Em “E nunca as minhas mãos estão vazias”, sua mais recente criação produzida com apoio da Lei de Fomento à Dança para a cidade de São Paulo, vemos um grupo de performers das mais diversas formações artísticas executando texturas de movimento bastante particulares, como que escavando formas, dinâmicas e noções de movimento e som bastante diferentes entre si e que transitam de formas muito abstratas, códigos de danças diversas (um grupo maior talvez reconheça um código de sapateado e um grupo menor talvez reconheça uma cena de Self Unfinished, do coreógrafo francês Xavier le Roy), até chegar em gestos e palavras de ordem pública: uma palavra “fora” ou um punho para cima escapam do ambiente da arte e apontam para o campo do cultural, daquilo que é compartilhado e reconhecível por todos. Esses rastros de ação humana vêm de um projeto intitulado Kintsugi (nome da técnica japonesa de reparar cerâmicas deixando evidente as imperfeições). Portanto, com o perdão do spoiler, parece central o evento final da dança, quando uma performer quebra um vaso e deixa seus cacos no chão, pois a peça parece se perguntar justamente como estar junto após um processo – violento - de intensa particularização da vida e desarticulação dos modos coletivos de presença.

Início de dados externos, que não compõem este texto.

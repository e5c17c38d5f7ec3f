//! Area resizing to a grayscale thumbnail.
//!
//! Every destination pixel is the mean of the source region it covers.
//! Source pixels that straddle a region boundary count with the fraction
//! of them that lies inside it. When both scale factors are whole numbers
//! the regions are exact pixel blocks, and fast_image_resize's SIMD box
//! filter computes the same mean.
//!
//! Colour is reduced to luma with BT.601 weights, the same Y channel a
//! JPEG decoder yields, so a picture hashes the same whatever its format.

use crate::error::HashError;
use fast_image_resize::{images::Image, FilterType, PixelType, ResizeAlg, ResizeOptions, Resizer};
use image::{DynamicImage, GrayImage, ImageBuffer, Luma};

/// Resizer that produces area-averaged grayscale thumbnails
pub struct AreaResizer {
    resizer: Resizer,
}

impl AreaResizer {
    pub fn new() -> Self {
        Self {
            resizer: Resizer::new(),
        }
    }

    /// Convert to grayscale, then shrink (or grow) to `width` x `height`
    pub fn resize_to_grayscale(
        &mut self,
        image: &DynamicImage,
        width: u32,
        height: u32,
    ) -> Result<GrayImage, HashError> {
        let gray = to_gray(image);
        let (src_width, src_height) = gray.dimensions();

        if src_width == 0 || src_height == 0 {
            return Err(HashError::ResizeFailed("empty source image".to_string()));
        }
        if width == 0 || height == 0 {
            return Err(HashError::ResizeFailed("empty thumbnail size".to_string()));
        }

        if src_width % width == 0 && src_height % height == 0 {
            self.box_resize(gray, width, height)
        } else {
            Ok(area_average(&gray, width, height))
        }
    }

    /// Whole-number downscale: every destination pixel is one source block
    fn box_resize(
        &mut self,
        gray: GrayImage,
        width: u32,
        height: u32,
    ) -> Result<GrayImage, HashError> {
        let (src_width, src_height) = gray.dimensions();
        let src_image = Image::from_vec_u8(src_width, src_height, gray.into_raw(), PixelType::U8)
            .map_err(|e| HashError::ResizeFailed(format!("invalid source buffer: {}", e)))?;
        let mut dst_image = Image::new(width, height, PixelType::U8);

        let options = ResizeOptions::new().resize_alg(ResizeAlg::Convolution(FilterType::Box));
        self.resizer
            .resize(&src_image, &mut dst_image, &options)
            .map_err(|e| HashError::ResizeFailed(e.to_string()))?;

        let thumbnail: ImageBuffer<Luma<u8>, Vec<u8>> =
            ImageBuffer::from_raw(width, height, dst_image.into_vec()).ok_or_else(|| {
                HashError::ResizeFailed("thumbnail buffer size mismatch".to_string())
            })?;

        Ok(thumbnail)
    }
}

impl Default for AreaResizer {
    fn default() -> Self {
        Self::new()
    }
}

/// One-off convenience wrapper
pub fn resize_to_grayscale(
    image: &DynamicImage,
    width: u32,
    height: u32,
) -> Result<GrayImage, HashError> {
    AreaResizer::new().resize_to_grayscale(image, width, height)
}

/// Grayscale copy of `image`. Colour pixels use BT.601 luma; alpha is dropped.
pub fn to_gray(image: &DynamicImage) -> GrayImage {
    match image {
        DynamicImage::ImageLuma8(gray) => gray.clone(),
        DynamicImage::ImageLuma16(_) | DynamicImage::ImageLumaA8(_) | DynamicImage::ImageLumaA16(_) => {
            image.to_luma8()
        }
        _ => {
            let rgb = image.to_rgb8();
            let mut gray = GrayImage::new(rgb.width(), rgb.height());
            for (dst, src) in gray.pixels_mut().zip(rgb.pixels()) {
                dst[0] = bt601_luma(src.0);
            }
            gray
        }
    }
}

/// Y = 0.299 R + 0.587 G + 0.114 B in 14-bit fixed point, rounded
fn bt601_luma([r, g, b]: [u8; 3]) -> u8 {
    let y = (u32::from(r) * 4899 + u32::from(g) * 9617 + u32::from(b) * 1868 + (1 << 13)) >> 14;
    y.min(255) as u8
}

/// For each destination index along one axis, the source indices it covers
/// and their weights. Weights are coverage over region length, so each list
/// sums to 1.
fn axis_weights(src: u32, dst: u32) -> Vec<Vec<(u32, f64)>> {
    let scale = f64::from(src) / f64::from(dst);

    (0..dst)
        .map(|d| {
            let start = f64::from(d) * scale;
            let end = f64::from(d + 1) * scale;
            let first = start.floor() as u32;
            let last = (end.ceil() as u32).min(src);

            (first..last)
                .filter_map(|s| {
                    let overlap = end.min(f64::from(s + 1)) - start.max(f64::from(s));
                    (overlap > 1e-9).then_some((s, overlap / scale))
                })
                .collect()
        })
        .collect()
}

/// Exact fractional-coverage area average
fn area_average(gray: &GrayImage, width: u32, height: u32) -> GrayImage {
    let columns = axis_weights(gray.width(), width);
    let rows = axis_weights(gray.height(), height);

    GrayImage::from_fn(width, height, |x, y| {
        let value: f64 = rows[y as usize]
            .iter()
            .map(|&(sy, wy)| {
                let row: f64 = columns[x as usize]
                    .iter()
                    .map(|&(sx, wx)| wx * f64::from(gray.get_pixel(sx, sy)[0]))
                    .sum();
                wy * row
            })
            .sum();
        Luma([value.round().clamp(0.0, 255.0) as u8])
    })
}

#[cfg(test)]
mod tests {
    use super::*;
    use image::{Rgb, RgbImage};

    /// An 8x8 grid of constant blocks, each `block` pixels wide
    fn block_image(block: u32, value: impl Fn(u32, u32) -> u8) -> DynamicImage {
        let img = GrayImage::from_fn(8 * block, 8 * block, |x, y| Luma([value(x / block, y / block)]));
        DynamicImage::ImageLuma8(img)
    }

    #[test]
    fn produces_requested_dimensions() {
        let image = block_image(12, |x, y| (x * 30 + y) as u8);
        let thumbnail = resize_to_grayscale(&image, 8, 8).unwrap();
        assert_eq!(thumbnail.dimensions(), (8, 8));
    }

    #[test]
    fn constant_blocks_survive_area_resize() {
        let image = block_image(10, |x, y| if (x + y) % 2 == 0 { 255 } else { 0 });
        let thumbnail = resize_to_grayscale(&image, 8, 8).unwrap();

        assert!(thumbnail.get_pixel(0, 0)[0] >= 250);
        assert!(thumbnail.get_pixel(1, 0)[0] <= 5);
        assert!(thumbnail.get_pixel(7, 7)[0] >= 250);
    }

    #[test]
    fn fractional_scale_weights_partial_pixels() {
        // 1.5 source pixels per thumbnail pixel; every region holds half a bright column
        let image = DynamicImage::ImageLuma8(GrayImage::from_fn(12, 12, |x, _| {
            Luma([if x % 3 == 1 { 255 } else { 0 }])
        }));

        let thumbnail = resize_to_grayscale(&image, 8, 8).unwrap();

        assert!(thumbnail.pixels().all(|p| p[0] == 85), "{:?}", thumbnail.as_raw());
    }

    #[test]
    fn odd_sized_source_matches_block_means() {
        // 20x20 -> 8x8: region 0 is [0, 2.5), so pixels 0 and 1 in full, half of pixel 2
        let image = DynamicImage::ImageLuma8(GrayImage::from_fn(20, 20, |x, _| {
            Luma([if x == 2 { 250 } else { 0 }])
        }));

        let thumbnail = resize_to_grayscale(&image, 8, 8).unwrap();

        assert_eq!(thumbnail.get_pixel(0, 0)[0], 50);
        assert_eq!(thumbnail.get_pixel(1, 0)[0], 50);
        assert_eq!(thumbnail.get_pixel(2, 0)[0], 0);
    }

    #[test]
    fn single_pixel_grows_to_uniform_thumbnail() {
        let image = DynamicImage::ImageLuma8(GrayImage::from_pixel(1, 1, Luma([77])));
        let thumbnail = resize_to_grayscale(&image, 8, 8).unwrap();

        assert!(thumbnail.pixels().all(|p| p[0] == 77));
    }

    #[test]
    fn colour_uses_bt601_weights() {
        let image = DynamicImage::ImageRgb8(RgbImage::from_fn(3, 1, |x, _| match x {
            0 => Rgb([255, 0, 0]),
            1 => Rgb([0, 255, 0]),
            _ => Rgb([0, 0, 255]),
        }));

        let gray = to_gray(&image);

        assert_eq!(gray.get_pixel(0, 0)[0], 76);
        assert_eq!(gray.get_pixel(1, 0)[0], 150);
        assert_eq!(gray.get_pixel(2, 0)[0], 29);
    }

    #[test]
    fn bt601_keeps_gray_levels() {
        for level in [0u8, 1, 65, 128, 254, 255] {
            assert_eq!(bt601_luma([level, level, level]), level);
        }
    }

    #[test]
    fn resizer_is_reusable() {
        let mut resizer = AreaResizer::new();
        let image = block_image(4, |x, _| (x * 20) as u8);

        let first = resizer.resize_to_grayscale(&image, 8, 8).unwrap();
        let second = resizer.resize_to_grayscale(&image, 8, 8).unwrap();

        assert_eq!(first, second);
    }
}
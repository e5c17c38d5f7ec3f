//! Exact-duplicate grouping by content digest.

use super::ExactDuplicateGroup;
use crate::core::dataset::ImageRecord;
use crate::core::hasher::ContentDigest;
use std::collections::BTreeMap;

/// Group records by digest and keep the groups that span two or more splits.
///
/// Groups come back in digest order; members in (split, path) order.
/// Byte-identical files inside a single split are not leakage and are
/// not reported.
pub fn find_exact_duplicates(
    entries: impl IntoIterator<Item = (ImageRecord, ContentDigest)>,
) -> Vec<ExactDuplicateGroup> {
    let mut by_digest: BTreeMap<ContentDigest, Vec<ImageRecord>> = BTreeMap::new();
    for (record, digest) in entries {
        by_digest.entry(digest).or_default().push(record);
    }

    by_digest
        .into_iter()
        .filter_map(|(digest, mut members)| {
            members.sort();
            let group = ExactDuplicateGroup { digest, members };
            (group.split_count() >= 2).then_some(group)
        })
        .collect()
}
//! # Distribution Module
//!
//! Per-class image-containment counts: how many images of a split contain
//! at least one box of each class. An image with three boxes of one class
//! counts once for that class.
//!
//! Staged counts replay how the training split was built. Training samples
//! are partitioned by augmentation prefix (no prefix = base), and stage `k`
//! is the base plus the first `k` prefix partitions.

use crate::config::AuditConfig;
use crate::core::dataset::{DatasetLayout, LabeledSample, Split};
use crate::core::labels;
use crate::error::DatasetError;
use serde::Serialize;
use std::collections::BTreeMap;
use tracing::warn;

/// One row of a distribution table
#[derive(Debug, Clone, PartialEq, Eq, Serialize)]
pub struct DistributionRow {
    pub split: Split,
    pub class: String,
    pub images_containing_class: usize,
}

/// One cumulative construction stage of the training split
#[derive(Debug, Clone, PartialEq, Eq, Serialize)]
pub struct StageCounts {
    /// 1-based stage number
    pub stage: usize,
    /// Prefixes whose images are included on top of the base images
    pub prefixes: Vec<String>,
    pub images: usize,
    pub rows: Vec<DistributionRow>,
}

/// Training samples split by augmentation prefix
#[derive(Debug, Clone, Default)]
pub struct PrefixPartition {
    pub base: Vec<LabeledSample>,
    /// One bucket per configured prefix, in configured order
    pub augmented: Vec<Vec<LabeledSample>>,
}

/// Count images per class id. Unreadable label files are logged and skipped.
pub fn per_class_image_counts(samples: &[LabeledSample]) -> BTreeMap<i64, usize> {
    let mut counts = BTreeMap::new();

    for sample in samples {
        match labels::image_classes(&sample.label) {
            Ok(classes) => {
                for class_id in classes {
                    *counts.entry(class_id).or_insert(0) += 1;
                }
            }
            Err(e) => warn!(error = %e, "skipping unreadable label file"),
        }
    }

    counts
}

/// One row per configured class, in class-id order. Ids outside the class
/// list are not shown here; the label sanity step reports them.
pub fn rows_for(split: Split, counts: &BTreeMap<i64, usize>, config: &AuditConfig) -> Vec<DistributionRow> {
    config
        .class_names
        .iter()
        .enumerate()
        .map(|(class_id, name)| DistributionRow {
            split,
            class: name.clone(),
            images_containing_class: counts.get(&(class_id as i64)).copied().unwrap_or(0),
        })
        .collect()
}

/// Class counts for every split
pub fn split_distribution(
    layout: &DatasetLayout<'_>,
    config: &AuditConfig,
) -> Result<Vec<DistributionRow>, DatasetError> {
    let mut rows = Vec::new();
    for split in Split::ALL {
        let samples = layout.labeled_samples(split)?;
        rows.extend(rows_for(split, &per_class_image_counts(&samples), config));
    }
    Ok(rows)
}

/// Partition samples by the first configured prefix their image name starts with
pub fn partition_by_prefix(samples: Vec<LabeledSample>, config: &AuditConfig) -> PrefixPartition {
    let mut partition = PrefixPartition {
        base: Vec::new(),
        augmented: vec![Vec::new(); config.augmentation_prefixes.len()],
    };

    for sample in samples {
        let name = sample.image_file_name();
        let position = config
            .augmentation_prefix_of(&name)
            .and_then(|prefix| config.augmentation_prefixes.iter().position(|p| p == prefix));

        match position {
            Some(index) => partition.augmented[index].push(sample),
            None => partition.base.push(sample),
        }
    }

    partition
}

/// Cumulative class counts of the training split, one entry per prefix
pub fn staged_counts(
    layout: &DatasetLayout<'_>,
    config: &AuditConfig,
) -> Result<Vec<StageCounts>, DatasetError> {
    let partition = partition_by_prefix(layout.labeled_samples(Split::Train)?, config);

    let mut included = partition.base;
    let mut stages = Vec::new();

    for (index, bucket) in partition.augmented.into_iter().enumerate() {
        included.extend(bucket);
        let counts = per_class_image_counts(&included);
        stages.push(StageCounts {
            stage: index + 1,
            prefixes: config.augmentation_prefixes[..=index].to_vec(),
            images: included.len(),
            rows: rows_for(Split::Train, &counts, config),
        });
    }

    Ok(stages)
}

A dança se dá através de um coro que se move ao longo de toda peça sempre junto, nunca igual, por vezes habitando uma onda ou outra de mesma intensidade, em um material que nunca se revela como puro improviso ou coreografia partiturada. Essa tentativa de coletividade, dispersa pelo grande espaço da Casa do Povo (SP) com uma luz que evidencia a escala e profundidade da sala de paredes brancas, se permite dividir a atenção de quem olha, sendo protagonista e fundo o tempo todo: é muito fácil se perder em algum movimento reconhecível ou de maior alcance e perder muito do resto, para logo após ser chamado por um som, um movimento em conjunto ou uma mudança de dinâmica geral desse coro. O solo onde se dança torna-se, aos poucos, um caldeirão onde coexistem futebol, moda, dança clássica, carnaval, modernidades, o tradicional, mas também o medo, o grito, a manifestação, a exibição, o grotesco e o privado. Tem o dado de construção e ruína constante dos trópicos, conseguindo a difícil tarefa de ser muito sincero sobre a condição de um Brasil pós governo Bolsonaro, usando inclusive de clichês de brasilidade, e conseguir não tornar a peça um clichê de Brasil em si (talvez para a tristeza de curadores internacionais). O que ela é: uma grande zona - como nosso país (e claro, cabe a você que lê ler essa palavra como “área” ou como “bagunça”).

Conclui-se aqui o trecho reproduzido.